Intraoperative radiotherapy (IORT) to increase the local tumor dose to the tumor bed has also been evaluated. Although the local recurrence rate was decreased, no improvement of survival was seen.[107,108]
Conclusions
Surgical resection with curative potential (R0) is the only treatment modality of scientific proven effectiveness. Current results of gastric cancer treatment compared with historical data show a marked improvement. Overall 5-year survival rates for patients who had a R0-resection have increased from 20%[109] to about 50% in the Western world,[31,44,61] or more than 70% to 80% in the East.[60,84] This improvement is attributable largely to detection of gastric cancer at earlier tumor stages, which have a relatively good prognosis, and partially to the use of an appropriate surgical resection.

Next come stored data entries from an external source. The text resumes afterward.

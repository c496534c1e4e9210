//! # Basic Publishing Example
//!
//! Declares a small event catalog and publishes severity events through
//! the Rollbar plugin.
//!
//! The example sends:
//! - An info event with validated properties
//! - An error event carrying a captured exception
//! - A warning event
//!
//! ## Run
//! ```bash
//! ROLLBAR_ACCESS_TOKEN=<post-server-token> cargo run --example basic
//! ```

use std::sync::Arc;

use serde_json::json;
use stratum_rollbar::{
    CapturedError, Catalog, EventDef, EventType, PluginData, PublishOptions, RollbarConfig,
    RollbarOptions, RollbarPlugin, Runtime, Service, ServiceOptions,
};

#[tokio::main(flavor = "current_thread")]
async fn main() -> Result<(), Box<dyn std::error::Error>> {
    tracing_subscriber::fmt()
        .with_env_filter(
            tracing_subscriber::EnvFilter::try_from_default_env()
                .unwrap_or_else(|_| "stratum_rollbar=debug".into()),
        )
        .init();

    let token = std::env::var("ROLLBAR_ACCESS_TOKEN").unwrap_or_default();

    let catalog = Catalog::new([
        EventDef::new("BUTTON_CLICK", "Button clicked", EventType::Info)
            .with_property("button_name", "string")
            .with_property("page", "string"),
        EventDef::new("API_ERROR", "API request failed", EventType::Error)
            .with_property("error", json!({}))
            .with_property("path", "string")
            .with_property("status", 0),
        EventDef::new("RATE_LIMIT", "Rate limit warning", EventType::Warning)
            .with_property("limit", 0)
            .with_property("current", 0),
    ])?;

    let plugin = RollbarPlugin::new(
        RollbarOptions::new()
            .with_server_access_token(token)
            .with_runtime(Runtime::Server)
            .with_debug(true)
            .with_config(RollbarConfig {
                environment: Some("development".into()),
                ..Default::default()
            }),
    )?;

    let service = Service::new(ServiceOptions {
        catalog,
        plugins: vec![Arc::new(plugin)],
        product_name: "stratum-rollbar-demo".into(),
        product_version: env!("CARGO_PKG_VERSION").into(),
    });

    service
        .publish(
            "BUTTON_CLICK",
            route(json!({"button_name": "submit", "page": "checkout"})),
        )
        .await?;

    let captured = CapturedError::new("TimeoutError", "upstream timed out");
    service
        .publish(
            "API_ERROR",
            route(json!({
                "error": captured.to_value(),
                "path": "/api/orders",
                "status": 504,
            })),
        )
        .await?;

    service
        .publish("RATE_LIMIT", route(json!({"limit": 100, "current": 95})))
        .await?;

    // Let the fire-and-forget sends leave the process before exiting.
    tokio::time::sleep(std::time::Duration::from_secs(2)).await;
    service.shutdown().await;
    Ok(())
}

fn route(properties: serde_json::Value) -> PublishOptions {
    PublishOptions::new()
        .with_plugin_data(RollbarPlugin::NAME, PluginData::from_properties(properties))
}
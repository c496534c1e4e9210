//! # Rollbar client seam.
//!
//! [`RollbarClient`] is the boundary between the publisher's dispatch
//! logic and whatever actually delivers items to Rollbar: the bundled
//! [`HttpTransport`](crate::HttpTransport), a pre-built client the
//! embedding application already owns, or a recording double in tests.
//!
//! Methods are synchronous by contract: implementations hand the item
//! to their own fire-and-forget delivery path and return immediately.
//! Nothing in the publish pipeline awaits network completion.

use crate::catalog::Properties;
use crate::client::captured::CapturedError;
use crate::client::config::RollbarConfig;

/// Severity methods and runtime configuration of a Rollbar client.
///
/// `critical`/`error` accept an optional captured exception so items can
/// carry a trace; the lower severities are message-only, matching the
/// Rollbar method reference.
pub trait RollbarClient: Send + Sync {
    /// Reports at critical severity.
    fn critical(&self, message: &str, error: Option<&CapturedError>, extra: &Properties);

    /// Reports at error severity.
    fn error(&self, message: &str, error: Option<&CapturedError>, extra: &Properties);

    /// Reports at warning severity.
    fn warning(&self, message: &str, extra: &Properties);

    /// Reports at info severity.
    fn info(&self, message: &str, extra: &Properties);

    /// Reports at debug severity.
    fn debug(&self, message: &str, extra: &Properties);

    /// Reports at the client's default severity.
    fn log(&self, message: &str, extra: &Properties);

    /// Folds a configuration update (e.g. a person change) into the
    /// client's live config.
    fn configure(&self, update: RollbarConfig);
}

Long-term outcome for EGC after conventional surgery is excellent but the prognosis of advanced gastric cancer remains very poor. There is a great need for an effective adjuvant treatment, but at present none is established. Patients may substantially benefit in both survival and QOL from a tailored treatment depending largely on tumor staging. Thus, management by experts in specialised surgical oncology units may be beneficial for patient outcome.